Comments (8)
Some relevant lines from logs etc. for one of the affected files (vsg-small.png
):
hts-log.txt
22:50:25 Warning: Unexpected 412/416 error (Requested Range Not Satisfiable) for https://www.openscenegraph.com/images/vsg-small.png, 'C:/Source/OpenSceneGraphDotCom/OpenSceneGraph/www.openscenegraph.com/images/vsg-small.html' could not be found on disk
new.lst
[www.openscenegraph.com/images/vsg-small.png]
[www.openscenegraph.com/images/vsg-small.html]
new.txt
17:38:50 314/314 ------ 416 error ('Requested%20Range%20Not%20Satisfiable') text/html date:Wed,%2022%20Nov%202023%2016:57:05%20GMT https://www.openscenegraph.com/images/vsg-small.png C:/Source/OpenSceneGraphDotCom/OpenSceneGraph/www.openscenegraph.com/images/vsg-small.png (from https://www.openscenegraph.com/)

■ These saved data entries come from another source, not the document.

use anyhow::{Context, Result};
use clap::Args;
use surfing_core::residuals::moment0_residuals;

use super::{ConfigSource, Session};
use crate::progress::BarReporter;
use crate::summary::print_residuals;

#[derive(Args)]
pub struct ResidualsArgs {
    #[command(flatten)]
    pub source: ConfigSource,
}

/// Needs the P0/ and P1/ reductions from `surfing reduce`.
pub fn run(args: &ResidualsArgs) -> Result<()> {
    let session = Session::open(&args.source)?;
    let reporter = BarReporter::new()?;

    let outcomes = moment0_residuals(
        &session.workspace(),
        &session.config.datescans,
        &session.config.molecules,
        &reporter,
    )
    .context("Moment 0 residuals failed")?;

    print_residuals(&outcomes);
    Ok(())
}
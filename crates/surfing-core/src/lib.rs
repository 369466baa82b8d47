pub mod classify;
pub mod coadd;
pub mod consts;
pub mod convert;
pub mod datescan;
pub mod detector;
pub mod error;
pub mod layout;
pub mod molecule;
pub mod pipeline;
pub mod reduce;
pub mod residuals;
pub mod services;
pub mod store;
pub mod summary;
pub mod workspace;
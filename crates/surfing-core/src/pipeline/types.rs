use std::path::PathBuf;

use crate::coadd::CoaddOutcome;
use crate::reduce::ReductionRecord;
use crate::residuals::ResidualOutcome;

/// Pipeline processing stage, used for progress reporting.
#[derive(Clone, Copy, Debug, PartialEq, Eq)]
pub enum PipelineStage {
    ReducingCombined,
    ReducingP0,
    ReducingP1,
    Residuals,
    CoAdding,
    Converting,
}

impl std::fmt::Display for PipelineStage {
    fn fmt(&self, f: &mut std::fmt::Formatter<'_>) -> std::fmt::Result {
        match self {
            Self::ReducingCombined => write!(f, "Reducing P0+P1"),
            Self::ReducingP0 => write!(f, "Reducing P0"),
            Self::ReducingP1 => write!(f, "Reducing P1"),
            Self::Residuals => write!(f, "Moment 0 residuals"),
            Self::CoAdding => write!(f, "Co-adding"),
            Self::Converting => write!(f, "Converting to FITS"),
        }
    }
}

/// Everything a full run produced, in the order it was produced.
#[derive(Clone, Debug, Default)]
pub struct PipelineReport {
    pub combined: Vec<ReductionRecord>,
    pub individual: Vec<ReductionRecord>,
    pub residuals: Vec<ResidualOutcome>,
    pub coadds: Vec<CoaddOutcome>,
    pub converted: Vec<PathBuf>,
}

/// Progress reporting for the pipeline.
///
/// Implementors can use this to drive progress bars, logging, or any other
/// UI feedback. All methods have default no-op implementations.
pub trait ProgressReporter: Send + Sync {
    /// A new pipeline stage has started. `total_items` is the number of
    /// work items in this stage (datescans, molecules or files), if known.
    fn begin_stage(&self, _stage: PipelineStage, _total_items: Option<usize>) {}

    /// One work item within the current stage has completed.
    fn advance(&self, _items_done: usize) {}

    /// Describe the item currently being worked on.
    fn set_message(&self, _message: &str) {}

    /// The current stage is finished.
    fn finish_stage(&self) {}
}

/// No-op progress reporter, used when `run_pipeline` delegates.
pub struct NoOpReporter;
impl ProgressReporter for NoOpReporter {}
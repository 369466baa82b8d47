use std::path::PathBuf;

use tracing::debug;

use crate::classify::is_ndf;
use crate::datescan::Datescan;
use crate::error::Result;
use crate::layout::fits_sibling;
use crate::pipeline::{PipelineStage, ProgressReporter};
use crate::workspace::Workspace;

/// Every NDF under a datescan's reduced directory: top level first, then one
/// directory down (`P0/`, `P1/`, `Moment0_residuals/`, ...), each part sorted.
pub fn list_ndf_products(ws: &Workspace, ds: &Datescan) -> Result<Vec<PathBuf>> {
    let reduced = ws.layout.reduced_dir(ds);
    if !ws.store.is_dir(&reduced) {
        return Ok(Vec::new());
    }

    let mut files: Vec<PathBuf> = ws
        .store
        .list_files(&reduced)?
        .into_iter()
        .filter(|p| is_ndf(p))
        .collect();
    for sub in ws.store.list_dirs(&reduced)? {
        files.extend(ws.store.list_files(&sub)?.into_iter().filter(|p| is_ndf(p)));
    }
    Ok(files)
}

/// Convert every reduced NDF to a FITS file beside it. Existing FITS files are
/// always regenerated. Returns the FITS paths written.
pub fn convert_to_fits(
    ws: &Workspace,
    datescans: &[Datescan],
    reporter: &dyn ProgressReporter,
) -> Result<Vec<PathBuf>> {
    let mut written = Vec::new();
    for ds in datescans {
        let ndfs = list_ndf_products(ws, ds)?;
        let total = ndfs.len();
        reporter.begin_stage(PipelineStage::Converting, Some(total));
        for (i, ndf) in ndfs.iter().enumerate() {
            reporter.set_message(&format!("File {} of {}", i + 1, total));
            debug!(datescan = %ds, file = %ndf.display(), "File {} of {}", i + 1, total);
            let fits = fits_sibling(ndf);
            ws.services.convert.ndf2fits(ndf, &fits)?;
            ws.expect_output("convert:ndf2fits", &fits)?;
            written.push(fits);
            reporter.advance(i + 1);
        }
        reporter.finish_stage();
    }
    Ok(written)
}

23:00:37 6895/6895 ---M-- 200 added ('OK') image/png etag:%221aef-57b663281bf20%22 https://www.openscenegraph.com/images/vsg-small.png C:/Source/OpenSceneGraphDotCom/OpenSceneGraph/www.openscenegraph.com/images/vsg-small.html (from https://www.openscenegraph.com/images/vsg-small.png)
You can view everything from the time it didn't do this (and I included a bunch of stuff from domains I didn't need) at https://github.com/AnyOldName3/OpenSceneGraphDotComBackup/tree/main/OpenSceneGraph/hts-cache
from httrack.
I've done some digging, and haven't determined whether the 416 was caused by HTTrack submitting a dodgy request or by the server doing something wrong. As the file has the right contents and the log mentions the right MIME type, I think it's plausible that the response body was still the correct file and response header still had the right MIME type, and HTTrack automatically changed the file extension because the status code represented an error.
from httrack.
Actually, that's not right - the line that mentions the 416 error mentions text/html
and it's only the later one that has a 200 status that mentions image/png
. That would suggest to me that the server's setting the wrong MIME type when it generates an error. I still don't know whether the error is the server's fault or HTTrack's.
from httrack.
Definitely down to an intermittent fault as it's a different set of files affected when rerunning the mirroring process again. I've still not managed to access the server logs, so have no more information about whether it's down to malformed requests or incorrect handling of well-formed requests.
from httrack.
I've looked a bit more, and it's apparently also affecting loads of gzips that didn't have the problem the first time I attempted the mirroring process. As far as I can tell (I committed to a Git repo after the first attempt, so it should be accurate), the only things that changed on HTTrack's end are the following winprofile.ini
changes:
HTMLFirst=1
(wasHTMLFirst=0
, which the GUI says is slower)WildCardFilters=+*.css +*.js -ad.doubleclick.net/* -mime:application/foobar
(wasWildCardFilters=+*.png +*.gif +*.jpg +*.jpeg +*.css +*.js -ad.doubleclick.net/* -mime:application/foobar
, which caused images from other domains to be included)CurrentUrl=https://www.openscenegraph.com/%0d%0alists.openscenegraph.org%0d%0alists.openscenegraph.org/pipermail/osg-users-openscenegraph.org%0d%0awww.openscenegraph.com%0d%0awww.openscenegraph.org
(wasCurrentUrl=https://www.openscenegraph.com/
, which required me to manually include more URLs in interactive mode).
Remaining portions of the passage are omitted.